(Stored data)
□ □ □ □ □ □ □
use axum::Json;
use serde_json::{json, Value};

/// GET /health
/// Returns a simple status object with service version.
pub async fn health_handler() -> Json<Value> {
    Json(json!({
        "status": "ok",
        "version": env!("CARGO_PKG_VERSION"),
        "service": "internhub"
    }))
}
pub mod profile;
□ □ □ □ □ □ □
## TASK GOAL
Every line holding the string "service" should be copied here, so please find those lines in the data.

## TASK RESPONSE
/// Returns a simple status object with service version.
        "service": "internhub"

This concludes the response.